3. Convergence Assurance: CCCL, which often involves smaller parcel sizes yet larger quantities, usually comprises significant data noise. Setting ntree to 500 provides adequate error convergence, ensuring that random fluctuations do not impede the generalization of the model.

Assessing Parameter Efficiency

To refine parameter selection further, rigorous testing of both mtry and ntree was conducted. The methodology consisted of iterations that involved varying the mtry parameter from 1 to 13 while fixing ntree at 200 to observe goodness-of-fit (GoF) metrics. Subsequent iterations set ntree to 500, repeating the process until noticeable changes in the GoF curves diminished.

The training outcomes revealed that the model’s optimal mtry value appeared at around 5, as identified in graphical results of model performance. Thus, the study finalized the mtry at 5 and ntree at 500, establishing essential parameters for the model.

BPNN Land Value Bulk Evaluation Model Construction

The Back Propagation Neural Network (BPNN) was another avenue explored for CCCL price appraisal. Here, several key parameters were adjusted, including activation functions, training targets, error thresholds, and iteration limits. The process involved fitting the training set until it met acceptable testing standards, leading to the establishment of network weights for the succeeding appraisal phases.

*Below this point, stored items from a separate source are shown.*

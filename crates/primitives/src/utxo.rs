//! Spendable-output types for the bridge's UTXO inventory.

use bitcoin::{OutPoint, Txid};
use serde::{Deserialize, Serialize};

/// Maximum number of spendable outputs retained in the inventory. When the
/// cap is exceeded the lowest-value entries are dropped first.
pub const UTXO_INVENTORY_CAP: usize = 200;

/// A spendable output owned by the bridge.
#[derive(Debug, Clone, PartialEq, Eq, Serialize, Deserialize)]
pub struct UtxoEntry {
    pub txid: Txid,
    pub vout: u32,
    /// Value in satoshis.
    pub value: u64,
}

impl UtxoEntry {
    pub fn new(txid: Txid, vout: u32, value: u64) -> Self {
        Self { txid, vout, value }
    }

    /// The `txid:vout` key fragment used for reservation marks and the
    /// inventory position index.
    pub fn outpoint_key(&self) -> String {
        outpoint_key(&self.txid, self.vout)
    }

    pub fn outpoint(&self) -> OutPoint {
        OutPoint::new(self.txid, self.vout)
    }
}

/// Formats the canonical `txid:vout` store key fragment for an outpoint.
pub fn outpoint_key(txid: &Txid, vout: u32) -> String {
    format!("{txid}:{vout}")
}

#[cfg(test)]
mod tests {
    use std::str::FromStr;

    use super::*;

    #[test]
    fn outpoint_key_format() {
        let txid =
            Txid::from_str("4cfbec13cf1510545f285cceceb6229bd7b6a918a8f6eba1dbee64d26226a3b7")
                .unwrap();
        let entry = UtxoEntry::new(txid, 3, 1000);
        assert_eq!(
            entry.outpoint_key(),
            "4cfbec13cf1510545f285cceceb6229bd7b6a918a8f6eba1dbee64d26226a3b7:3"
        );
        assert_eq!(entry.outpoint(), OutPoint::new(txid, 3));
    }
}
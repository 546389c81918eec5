use serde::{de::DeserializeOwned, Serialize};

use crate::errors::{DbError, DbResult};

/// Ordered text key→value map with point lookups. Production
/// implementations must be durable across process restarts.
///
/// The store itself enforces nothing beyond key/value storage; append-only
/// log ordering and flag monotonicity are conventions upheld by every write
/// path in the storage layer.
pub trait KvStore: Send + Sync {
    fn get(&self, key: &str) -> DbResult<Option<String>>;

    fn put(&self, key: &str, value: &str) -> DbResult<()>;

    fn delete(&self, key: &str) -> DbResult<()>;

    fn contains(&self, key: &str) -> DbResult<bool>;
}

/// JSON convenience layer over [`KvStore`].
pub trait KvStoreExt: KvStore {
    fn get_json<T: DeserializeOwned>(&self, key: &str) -> DbResult<Option<T>> {
        match self.get(key)? {
            Some(raw) => serde_json::from_str(&raw)
                .map(Some)
                .map_err(|source| DbError::Codec {
                    key: key.to_string(),
                    source,
                }),
            None => Ok(None),
        }
    }

    fn put_json<T: Serialize>(&self, key: &str, value: &T) -> DbResult<()> {
        let raw = serde_json::to_string(value).map_err(|source| DbError::Codec {
            key: key.to_string(),
            source,
        })?;
        self.put(key, &raw)
    }
}

impl<S: KvStore + ?Sized> KvStoreExt for S {}
use thiserror::Error;

/// Errors from the persistent store.
#[derive(Debug, Error)]
pub enum DbError {
    #[error("sled: {0}")]
    Sled(#[from] sled::Error),

    #[error("codec error for key {key}: {source}")]
    Codec {
        key: String,
        #[source]
        source: serde_json::Error,
    },

    #[error("value under key {0} is not valid utf-8")]
    NotUtf8(String),
}

pub type DbResult<T> = Result<T, DbError>;
//! Witness assembly over the remote signing oracle.
//!
//! The oracle only ever sees 32-byte digests, so all sighashes are computed
//! locally first and every returned signature can be checked against the
//! bridge key before anything is considered broadcastable.

use async_trait::async_trait;
use bitcoin::{hashes::Hash, sighash::SighashCache, EcdsaSighashType, Transaction, Witness};
use secp256k1::{ecdsa::Signature, Message, PublicKey, SECP256K1};

use crate::{builder::UnsignedTransaction, errors::SignerError, traits::RemoteSigner};

/// Whether returned signatures are verified against the bridge key.
/// Size-measurement passes skip verification since the mock signer's
/// output never validates.
#[derive(Debug, Clone, Copy, PartialEq, Eq)]
pub enum SigValidation {
    Verify,
    Skip,
}

/// Stand-in signer used to measure signed transaction size. The payload is
/// all ones rather than all zeros so DER encoding keeps full length.
#[derive(Debug, Clone, Copy)]
pub struct MockSigner;

#[async_trait]
impl RemoteSigner for MockSigner {
    async fn sign_hash(
        &self,
        _key_id: &str,
        _derivation_path: &[Vec<u8>],
        _hash: &[u8; 32],
    ) -> Result<[u8; 64], SignerError> {
        Ok([1u8; 64])
    }

    async fn public_key(&self, _key_id: &str) -> Result<Vec<u8>, SignerError> {
        // generator point; any parseable key works for sizing
        Ok(
            hex::decode("0279be667ef9dcbbac55a06295ce870b07029bfcdb2dce28d959f2815b16f81798")
                .expect("static hex"),
        )
    }
}

/// Signs every input of `unsigned` as p2wpkh spends of the bridge key.
///
/// Nothing is returned on a partial signature set: the first failure aborts
/// and the caller retries the whole transaction.
pub async fn sign_transaction(
    signer: &dyn RemoteSigner,
    key_id: &str,
    derivation_path: &[Vec<u8>],
    own_pubkey: &[u8],
    unsigned: &UnsignedTransaction,
    validation: SigValidation,
) -> Result<Transaction, SignerError> {
    let pubkey = PublicKey::from_slice(own_pubkey).map_err(|_| SignerError::InvalidPubkey)?;

    let mut cache = SighashCache::new(&unsigned.tx);
    let mut sighashes = Vec::with_capacity(unsigned.prevouts.len());
    for (index, prevout) in unsigned.prevouts.iter().enumerate() {
        let sighash = cache
            .p2wpkh_signature_hash(
                index,
                &prevout.script_pubkey,
                prevout.value,
                EcdsaSighashType::All,
            )
            .map_err(|err| SignerError::Sighash(err.to_string()))?;
        sighashes.push(sighash.to_byte_array());
    }

    let mut tx = unsigned.tx.clone();
    for (index, digest) in sighashes.iter().enumerate() {
        let compact = signer.sign_hash(key_id, derivation_path, digest).await?;
        let signature =
            Signature::from_compact(&compact).map_err(|_| SignerError::MalformedSignature)?;

        if validation == SigValidation::Verify {
            let message = Message::from_digest(*digest);
            SECP256K1
                .verify_ecdsa(&message, &signature, &pubkey)
                .map_err(|_| SignerError::InvalidSignature(index))?;
        }

        let witness_sig = bitcoin::ecdsa::Signature {
            signature,
            sighash_type: EcdsaSighashType::All,
        };
        tx.input[index].witness = Witness::p2wpkh(&witness_sig, &pubkey);
    }

    Ok(tx)
}
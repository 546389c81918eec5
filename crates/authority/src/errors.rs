use tapbridge_btcio::SignerError;
use thiserror::Error;

#[derive(Debug, Error)]
pub enum AuthorityError {
    #[error(transparent)]
    Signer(#[from] SignerError),

    /// No recovery identifier reproduced the bridge's own key. The oracle
    /// signed with a different key than expected.
    #[error("no recovery identifier matched the bridge key")]
    RecoveryExhausted,

    #[error("document encode: {0}")]
    Encode(#[from] serde_json::Error),
}
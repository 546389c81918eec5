//! Authority documents for the token protocol.
//!
//! Each document is a JSON payload carrying a salted sha-256 hash of its
//! authoritative content and a `{v, r, s}` signature over that hash. The
//! recovery identifier is resolved against the bridge's own public key; an
//! exhausted search yields [`SignOutcome::RecoveryExhausted`] instead of a
//! document, so callers decide whether that is fatal.

use rand::Rng;
use secp256k1::PublicKey;
use serde::Serialize;
use sha2::{Digest, Sha256};
use tapbridge_btcio::RemoteSigner;
use tracing::warn;

use crate::{errors::AuthorityError, recovery::recover_matching_identifier};

/// Result of a document-signing attempt.
#[derive(Debug, Clone, PartialEq, Eq)]
pub enum SignOutcome {
    /// The serialized, signed document.
    Signed(String),
    /// The oracle's signature did not recover to the bridge key.
    RecoveryExhausted,
}

impl SignOutcome {
    pub fn into_signed(self) -> Option<String> {
        match self {
            Self::Signed(doc) => Some(doc),
            Self::RecoveryExhausted => None,
        }
    }
}

/// One redeemable position inside a token redemption document.
#[derive(Debug, Clone, Serialize, PartialEq, Eq)]
pub struct TokenRedemptionItem {
    pub tick: String,
    /// Human-form amount, already shifted by the ticker's decimals.
    pub amt: String,
    pub address: String,
}

#[derive(Debug, Serialize)]
struct DocumentSig {
    v: String,
    r: String,
    s: String,
}

#[derive(Serialize)]
struct RedeemBody {
    items: Vec<TokenRedemptionItem>,
    auth: String,
    data: String,
}

#[derive(Serialize)]
struct RedemptionProto {
    p: &'static str,
    op: &'static str,
    redeem: RedeemBody,
    sig: DocumentSig,
    hash: String,
    salt: String,
}

#[derive(Serialize)]
struct TokenAuthorityProto {
    p: &'static str,
    op: &'static str,
    auth: Vec<String>,
    sig: DocumentSig,
    hash: String,
    salt: String,
}

#[derive(Serialize)]
struct PrivilegeAuthorityBody {
    name: String,
}

#[derive(Serialize)]
struct PrivilegeAuthorityProto {
    p: &'static str,
    op: &'static str,
    sig: DocumentSig,
    hash: String,
    salt: String,
    auth: PrivilegeAuthorityBody,
}

#[derive(Serialize)]
struct PrivilegeVerifiedProto {
    p: &'static str,
    op: &'static str,
    sig: DocumentSig,
    hash: String,
    address: String,
    salt: String,
    prv: String,
    verify: String,
    col: String,
    seq: u64,
}

fn fresh_salt() -> String {
    rand::thread_rng().gen::<f64>().to_string()
}

/// Hashes and signs `raw`, resolving the recovery identifier against
/// `own_pubkey`. `None` means the search was exhausted.
async fn sign_payload(
    signer: &dyn RemoteSigner,
    key_id: &str,
    own_pubkey: &PublicKey,
    raw: &str,
) -> Result<Option<(String, DocumentSig)>, AuthorityError> {
    let digest: [u8; 32] = Sha256::digest(raw.as_bytes()).into();
    let compact = signer.sign_hash(key_id, &[], &digest).await?;

    let Some(identifier) =
        recover_matching_identifier(&digest, &compact, |pubkey| pubkey == own_pubkey)
    else {
        warn!("document signature did not recover to the bridge key");
        return Ok(None);
    };

    let r = alloy_primitives::U256::from_be_slice(&compact[..32]);
    let s = alloy_primitives::U256::from_be_slice(&compact[32..]);
    Ok(Some((
        hex::encode(digest),
        DocumentSig {
            v: identifier.to_string(),
            r: r.to_string(),
            s: s.to_string(),
        },
    )))
}

/// Signs a redemption document releasing `items` under the bridge's token
/// authority inscription.
pub async fn sign_token_redemption(
    signer: &dyn RemoteSigner,
    key_id: &str,
    own_pubkey: &PublicKey,
    items: Vec<TokenRedemptionItem>,
    auth_inscription: &str,
) -> Result<SignOutcome, AuthorityError> {
    let redeem = RedeemBody {
        items,
        auth: auth_inscription.to_string(),
        data: String::new(),
    };
    let salt = fresh_salt();
    let raw = format!("{}{salt}", serde_json::to_string(&redeem)?);

    let Some((hash, sig)) = sign_payload(signer, key_id, own_pubkey, &raw).await? else {
        return Ok(SignOutcome::RecoveryExhausted);
    };
    let proto = RedemptionProto {
        p: "tap",
        op: "token-auth",
        redeem,
        sig,
        hash,
        salt,
    };
    Ok(SignOutcome::Signed(serde_json::to_string(&proto)?))
}

/// Signs the document that establishes the bridge as a token authority.
pub async fn sign_token_authority(
    signer: &dyn RemoteSigner,
    key_id: &str,
    own_pubkey: &PublicKey,
) -> Result<SignOutcome, AuthorityError> {
    let auth: Vec<String> = Vec::new();
    let salt = fresh_salt();
    let raw = format!("{}{salt}", serde_json::to_string(&auth)?);

    let Some((hash, sig)) = sign_payload(signer, key_id, own_pubkey, &raw).await? else {
        return Ok(SignOutcome::RecoveryExhausted);
    };
    let proto = TokenAuthorityProto {
        p: "tap",
        op: "token-auth",
        auth,
        sig,
        hash,
        salt,
    };
    Ok(SignOutcome::Signed(serde_json::to_string(&proto)?))
}

/// Signs the document that establishes the bridge as a privilege authority
/// under `name`.
pub async fn sign_privilege_authority(
    signer: &dyn RemoteSigner,
    key_id: &str,
    own_pubkey: &PublicKey,
    name: &str,
) -> Result<SignOutcome, AuthorityError> {
    let auth = PrivilegeAuthorityBody {
        name: name.to_string(),
    };
    let salt = fresh_salt();
    let raw = format!("{}{salt}", serde_json::to_string(&auth)?);

    let Some((hash, sig)) = sign_payload(signer, key_id, own_pubkey, &raw).await? else {
        return Ok(SignOutcome::RecoveryExhausted);
    };
    let proto = PrivilegeAuthorityProto {
        p: "tap",
        op: "privilege-auth",
        sig,
        hash,
        salt,
        auth,
    };
    Ok(SignOutcome::Signed(serde_json::to_string(&proto)?))
}

/// Signs a privilege verification for `verify_hash` at `collection` /
/// `sequence`, bound to `address`.
#[allow(clippy::too_many_arguments)]
pub async fn sign_privilege_verified(
    signer: &dyn RemoteSigner,
    key_id: &str,
    own_pubkey: &PublicKey,
    privilege_inscription: &str,
    verify_hash: &str,
    collection: &str,
    sequence: u64,
    address: &str,
) -> Result<SignOutcome, AuthorityError> {
    let salt = fresh_salt();
    let raw = format!(
        "{privilege_inscription}-{collection}-{verify_hash}-{sequence}-{address}-{salt}"
    );

    let Some((hash, sig)) = sign_payload(signer, key_id, own_pubkey, &raw).await? else {
        return Ok(SignOutcome::RecoveryExhausted);
    };
    let proto = PrivilegeVerifiedProto {
        p: "tap",
        op: "privilege-auth",
        sig,
        hash,
        address: address.to_string(),
        salt,
        prv: privilege_inscription.to_string(),
        verify: verify_hash.to_string(),
        col: collection.to_string(),
        seq: sequence,
    };
    Ok(SignOutcome::Signed(serde_json::to_string(&proto)?))
}

#[cfg(test)]
mod tests {
    use async_trait::async_trait;
    use secp256k1::{Message, SecretKey, SECP256K1};
    use tapbridge_btcio::SignerError;

    use super::*;

    struct LocalSigner {
        secret: SecretKey,
    }

    #[async_trait]
    impl RemoteSigner for LocalSigner {
        async fn sign_hash(
            &self,
            _key_id: &str,
            _derivation_path: &[Vec<u8>],
            hash: &[u8; 32],
        ) -> Result<[u8; 64], SignerError> {
            let message = Message::from_digest(*hash);
            Ok(SECP256K1
                .sign_ecdsa(&message, &self.secret)
                .serialize_compact())
        }

        async fn public_key(&self, _key_id: &str) -> Result<Vec<u8>, SignerError> {
            Ok(self.secret.public_key(SECP256K1).serialize().to_vec())
        }
    }

    fn signer() -> (LocalSigner, PublicKey) {
        let secret = SecretKey::from_slice(&[3u8; 32]).unwrap();
        let pubkey = secret.public_key(SECP256K1);
        (LocalSigner { secret }, pubkey)
    }

    fn items() -> Vec<TokenRedemptionItem> {
        vec![TokenRedemptionItem {
            tick: "brdg".to_string(),
            amt: "1.5".to_string(),
            address: "bcrt1q6u6qyya3sryhh42lahtnz2m7zuufe7dlt8j0j5".to_string(),
        }]
    }

    #[tokio::test]
    async fn redemption_hash_covers_body_and_salt() {
        let (signer, pubkey) = signer();
        let outcome = sign_token_redemption(&signer, "key_1", &pubkey, items(), "authi0")
            .await
            .unwrap();
        let doc = outcome.into_signed().unwrap();

        let parsed: serde_json::Value = serde_json::from_str(&doc).unwrap();
        assert_eq!(parsed["p"], "tap");
        assert_eq!(parsed["op"], "token-auth");
        assert_eq!(parsed["redeem"]["auth"], "authi0");
        assert_eq!(parsed["redeem"]["items"][0]["amt"], "1.5");

        // the hash must cover exactly the redeem body plus the salt
        let body = RedeemBody {
            items: items(),
            auth: "authi0".to_string(),
            data: String::new(),
        };
        let raw = format!(
            "{}{}",
            serde_json::to_string(&body).unwrap(),
            parsed["salt"].as_str().unwrap()
        );
        let expected = hex::encode(Sha256::digest(raw.as_bytes()));
        assert_eq!(parsed["hash"], expected.as_str());

        // v is a raw recovery identifier, not an Ethereum-style v
        let v: u8 = parsed["sig"]["v"].as_str().unwrap().parse().unwrap();
        assert!(v <= 3);
    }

    #[tokio::test]
    async fn foreign_key_yields_recovery_exhausted() {
        let (signer, _) = signer();
        let other = SecretKey::from_slice(&[4u8; 32]).unwrap().public_key(SECP256K1);
        let outcome = sign_token_redemption(&signer, "key_1", &other, items(), "authi0")
            .await
            .unwrap();
        assert_eq!(outcome, SignOutcome::RecoveryExhausted);
    }

    #[tokio::test]
    async fn authority_documents_sign() {
        let (signer, pubkey) = signer();

        let doc = sign_token_authority(&signer, "key_1", &pubkey)
            .await
            .unwrap()
            .into_signed()
            .unwrap();
        let parsed: serde_json::Value = serde_json::from_str(&doc).unwrap();
        assert_eq!(parsed["auth"], serde_json::json!([]));

        let doc = sign_privilege_authority(&signer, "key_1", &pubkey, "Bridge Authority")
            .await
            .unwrap()
            .into_signed()
            .unwrap();
        let parsed: serde_json::Value = serde_json::from_str(&doc).unwrap();
        assert_eq!(parsed["op"], "privilege-auth");
        assert_eq!(parsed["auth"]["name"], "Bridge Authority");
    }

    #[tokio::test]
    async fn privilege_verification_binds_all_fields() {
        let (signer, pubkey) = signer();
        let doc = sign_privilege_verified(
            &signer,
            "key_1",
            &pubkey,
            "prvi0",
            "aa".repeat(32).as_str(),
            "col",
            9,
            "bcrt1q6u6qyya3sryhh42lahtnz2m7zuufe7dlt8j0j5",
        )
        .await
        .unwrap()
        .into_signed()
        .unwrap();

        let parsed: serde_json::Value = serde_json::from_str(&doc).unwrap();
        assert_eq!(parsed["seq"], 9);
        assert_eq!(parsed["col"], "col");

        let raw = format!(
            "{}-{}-{}-{}-{}-{}",
            parsed["prv"].as_str().unwrap(),
            parsed["col"].as_str().unwrap(),
            parsed["verify"].as_str().unwrap(),
            parsed["seq"],
            parsed["address"].as_str().unwrap(),
            parsed["salt"].as_str().unwrap(),
        );
        let expected = hex::encode(Sha256::digest(raw.as_bytes()));
        assert_eq!(parsed["hash"], expected.as_str());
    }
}
//! Operator surface over a running bridge.
//!
//! [`BridgeHandle`] exposes the read queries and the manually triggered
//! signing operations that do not belong to any worker loop: ledger-log
//! inspection, authority issuance, mint vouchers, raw hash signing, and
//! sweeping a stray inscription output back to the service address.
//! Mutating operations record their failures under the diagnostic key
//! before surfacing them.

use std::sync::Arc;

use alloy_primitives::{Address as EthAddress, U256};
use anyhow::Context;
use bitcoin::consensus::encode::serialize;
use sha2::{Digest, Sha256};
use tapbridge_authority::{
    sign_privilege_authority, sign_privilege_verified, sign_token_authority, sign_voucher,
    MintVoucher, SignOutcome,
};
use tapbridge_btcio::{build_transaction, sign_transaction, CarrierInput, SigValidation};
use tapbridge_db::DbResult;
use tapbridge_primitives::{outpoint_key, LogEntry};
use tracing::info;

use crate::{context::ServiceContext, errors::ServiceError, interpret::ticker_decimals};

/// Largest page a single log query returns.
const LOG_PAGE_MAX: u64 = 100;

/// Postage attached to the destination output of a sweep.
const SWEEP_POSTAGE: u64 = 1_000;

/// Query and control surface over a [`ServiceContext`].
#[derive(Debug, Clone)]
pub struct BridgeHandle {
    ctx: Arc<ServiceContext>,
}

impl BridgeHandle {
    pub fn new(ctx: Arc<ServiceContext>) -> Self {
        Self { ctx }
    }

    /// Raw store read, for operator debugging.
    pub fn raw_get(&self, key: &str) -> DbResult<Option<String>> {
        self.ctx.storage.raw_get(key)
    }

    pub fn log_count(&self) -> DbResult<u64> {
        self.ctx.storage.log_count()
    }

    pub fn log(&self, index: u64) -> DbResult<Option<LogEntry>> {
        self.ctx.storage.log(index)
    }

    /// A page of log entries starting at `offset`, capped at
    /// [`LOG_PAGE_MAX`] rows.
    pub fn logs(&self, offset: u64, max: u64) -> DbResult<Vec<LogEntry>> {
        self.ctx.storage.logs(offset, max.min(LOG_PAGE_MAX))
    }

    /// Looks up the log entry created for a deposit outpoint.
    pub fn log_by_outpoint(&self, txid: &str, vout: u32) -> DbResult<Option<(u64, LogEntry)>> {
        self.ctx.storage.log_by_utxo(&format!("{txid}:{vout}"))
    }

    pub fn bitcoin_cursor(&self) -> DbResult<Option<u64>> {
        self.ctx.storage.block_cursor()
    }

    pub fn ethereum_cursor(&self) -> DbResult<Option<u64>> {
        self.ctx.storage.eth_block_cursor()
    }

    pub fn is_busy(&self) -> DbResult<bool> {
        self.ctx.storage.is_busy()
    }

    pub fn token_authority(&self) -> &str {
        &self.ctx.config.token_auth_inscription
    }

    pub fn privilege_authority(&self) -> &str {
        &self.ctx.config.privilege_auth_inscription
    }

    /// Configured re-org safety distances, bitcoin first.
    pub fn finality_distances(&self) -> (u64, u64) {
        (
            self.ctx.config.finality_distance,
            self.ctx.config.eth_finality_distance,
        )
    }

    pub async fn bitcoin_address(&self) -> Result<String, ServiceError> {
        Ok(self.keys().await?.address.to_string())
    }

    pub async fn ethereum_address(&self) -> Result<String, ServiceError> {
        Ok(self.keys().await?.eth_address.to_string())
    }

    pub async fn public_key_hex(&self) -> Result<String, ServiceError> {
        Ok(hex::encode(&self.keys().await?.pubkey_bytes))
    }

    /// Current Ethereum head, straight from the RPC endpoint.
    pub async fn eth_block_number(&self) -> Result<u64, ServiceError> {
        Ok(self.ctx.eth_oracle.current_block().await?)
    }

    /// Signs the SHA-256 digest of an arbitrary message with the service
    /// key and returns the compact signature as hex.
    pub async fn sign_raw_hash(&self, message: &str) -> anyhow::Result<String> {
        self.record(self.sign_raw_hash_inner(message).await)
    }

    /// Issues a fresh token-authority document.
    pub async fn issue_token_authority(&self) -> anyhow::Result<SignOutcome> {
        let ctx = &self.ctx;
        let result: anyhow::Result<SignOutcome> = async {
            let keys = self.keys().await?;
            Ok(sign_token_authority(ctx.signer.as_ref(), ctx.key_id(), &keys.pubkey).await?)
        }
        .await;
        self.record(result)
    }

    /// Issues a privilege-authority document under the given name.
    pub async fn issue_privilege_authority(&self, name: &str) -> anyhow::Result<SignOutcome> {
        let ctx = &self.ctx;
        let result: anyhow::Result<SignOutcome> = async {
            let keys = self.keys().await?;
            Ok(
                sign_privilege_authority(ctx.signer.as_ref(), ctx.key_id(), &keys.pubkey, name)
                    .await?,
            )
        }
        .await;
        self.record(result)
    }

    /// Signs a privilege verification for `verify_hash` at `collection` /
    /// `sequence`, bound to `address`, under the configured privilege
    /// authority.
    pub async fn verify_privilege(
        &self,
        verify_hash: &str,
        collection: &str,
        sequence: u64,
        address: &str,
    ) -> anyhow::Result<SignOutcome> {
        let ctx = &self.ctx;
        let result: anyhow::Result<SignOutcome> = async {
            let privilege = &ctx.config.privilege_auth_inscription;
            if privilege.is_empty() {
                anyhow::bail!("no privilege authority configured");
            }
            let keys = self.keys().await?;
            Ok(sign_privilege_verified(
                ctx.signer.as_ref(),
                ctx.key_id(),
                &keys.pubkey,
                privilege,
                verify_hash,
                collection,
                sequence,
                address,
            )
            .await?)
        }
        .await;
        self.record(result)
    }

    /// Signs a cross-chain mint voucher over the configured ticker for
    /// `value` base units to `account`.
    pub async fn mint_voucher(
        &self,
        account: &str,
        value: &str,
        nonce: u64,
    ) -> anyhow::Result<String> {
        self.record(self.mint_voucher_inner(account, value, nonce).await)
    }

    /// Sweeps a stray inscription output back to the service address,
    /// funding the transaction from the chain's view of spendable outputs.
    /// Returns the broadcast transaction as hex.
    pub async fn sweep_inscription(
        &self,
        txid: &str,
        vout: u32,
        value: u64,
    ) -> anyhow::Result<String> {
        self.record(self.sweep_inner(txid, vout, value).await)
    }

    async fn sign_raw_hash_inner(&self, message: &str) -> anyhow::Result<String> {
        let digest: [u8; 32] = Sha256::digest(message.as_bytes()).into();
        let sig = self
            .ctx
            .signer
            .sign_hash(self.ctx.key_id(), &[], &digest)
            .await?;
        Ok(hex::encode(sig))
    }

    async fn mint_voucher_inner(
        &self,
        account: &str,
        value: &str,
        nonce: u64,
    ) -> anyhow::Result<String> {
        let ctx = &self.ctx;
        let keys = self.keys().await?;
        let tick = ctx.config.mint_ticker.clone();
        let decimals = ticker_decimals(ctx, &tick)
            .await?
            .with_context(|| format!("ticker {tick} is not deployed"))?;

        let voucher = MintVoucher {
            account: account.parse::<EthAddress>().context("parsing account")?,
            value: value.parse::<U256>().context("parsing voucher value")?,
            token: tick,
            decimals,
            nonce: U256::from(nonce),
            chain_id: ctx.config.eth_chain_id,
        };
        let signed =
            sign_voucher(ctx.signer.as_ref(), ctx.key_id(), keys.eth_address, &voucher).await?;
        info!(account, nonce, "mint voucher signed");
        Ok(signed)
    }

    async fn sweep_inner(&self, txid: &str, vout: u32, value: u64) -> anyhow::Result<String> {
        let ctx = &self.ctx;
        let keys = self.keys().await?;
        let carrier = CarrierInput {
            txid: txid.trim().parse().context("parsing carrier txid")?,
            vout,
            value,
        };
        if ctx.storage.is_utxo_consumed(&outpoint_key(&carrier.txid, vout))? {
            anyhow::bail!("outpoint {txid}:{vout} is already consumed");
        }

        let utxos = ctx.oracle.spendable_utxos(&keys.address.to_string()).await?;
        let percentiles = ctx.oracle.fee_percentiles().await?;
        let fee_per_byte = ctx.config.fee_per_byte(&percentiles);

        let unsigned = build_transaction(
            &keys.pubkey_bytes,
            &utxos,
            &keys.script_pubkey,
            &keys.script_pubkey,
            SWEEP_POSTAGE,
            fee_per_byte,
            Some(&carrier),
            false,
        )
        .await?;
        let signed = sign_transaction(
            ctx.signer.as_ref(),
            ctx.key_id(),
            &[],
            &keys.pubkey_bytes,
            &unsigned,
            SigValidation::Verify,
        )
        .await?;
        let bytes = serialize(&signed);
        ctx.broadcaster.send_raw(&bytes).await?;
        info!(txid, vout, "sweep transaction broadcast");
        Ok(hex::encode(bytes))
    }

    async fn keys(&self) -> Result<crate::keys::KeyMaterial, ServiceError> {
        self.ctx
            .keys
            .ensure(
                self.ctx.signer.as_ref(),
                self.ctx.key_id(),
                self.ctx.config.network,
            )
            .await
    }

    fn record<T>(&self, result: anyhow::Result<T>) -> anyhow::Result<T> {
        if let Err(err) = &result {
            let _ = self.ctx.storage.record_debug(&format!("{err:#}"));
        }
        result
    }
}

Thirteen variables were again employed in the BPNN model. The architecture consisted of an input layer with 13 nodes and an output layer for calculating the CCCL market entry price. Grid search validation supported the determination of 21 nodes for the hidden layer, which balanced nonlinear model capabilities with the risk of overfitting.

SVM Land Value Bulk Assessment Model Construction

Using the MATLAB software platform, SVM was constructed to analyze the same dataset. The training comprised 102 samples, alongside a test set featuring 16 samples. Normalization via the mapminmax function facilitated inputs into the SVM model. Given the limited prior research on CCCL market entry indicators, a Radial Basis Function (RBF) kernel was utilized for its smoothing properties, aiding in maintaining computational efficiency and predictive accuracy.

The key parameters C (penalty) and gamma (kernel) were finalized after a thorough optimization process, resulting in values of 32 and 0.1768, respectively. These settings were selected based on empirical performance and theoretical foundations.

Comparative Results of Forecasting Models

As the analysis of bulk assessment models unfolded, it became clear that the variation in operating land transactions in Beiliu City posed unique challenges. With diverse trading characteristics, representative testing samples were carefully selected across four market-entry methods and five planned usage scenarios.

The performance of the models was tested against these metrics, revealing that while RF offered balanced and accurate predictions across various land types, BPNN and SVM exhibited inconsistencies, particularly in volatile areas. Results from various scenarios highlighted the nuanced differences among land market entry methods, indicating that comprehensive market data was crucial for improving prediction accuracies across all models.

Predictive Performance and Precision Comparison

To quantify model performance, metrics such as R², RMSE, MAE, and RA were employed. These metrics illuminate the model’s fit and accuracy, with R² values indicating a good relationship between predicted and actual results.

From the comparison:

• RF emerged with the strongest generalization abilities, achieving 96.6% and 90.42% R² values in the training and test sets, respectively.
• BPNN followed with 89.0% and 83.29%, showcasing some overfitting sensitivity.
• SVM, while consistent, fell behind in capturing drastic price variations, asserting a requirement for more refined modeling in future applications.

In summary, the exploration of RF, BPNN, and SVM models for assessing land prices in Beiliu City presents a complex landscape influenced by multifaceted market dynamics. With RF demonstrating superior predictive capabilities, the path forward necessitates a deeper understanding of local market intricacies and improved data collection methodologies to enhance model performances continuously.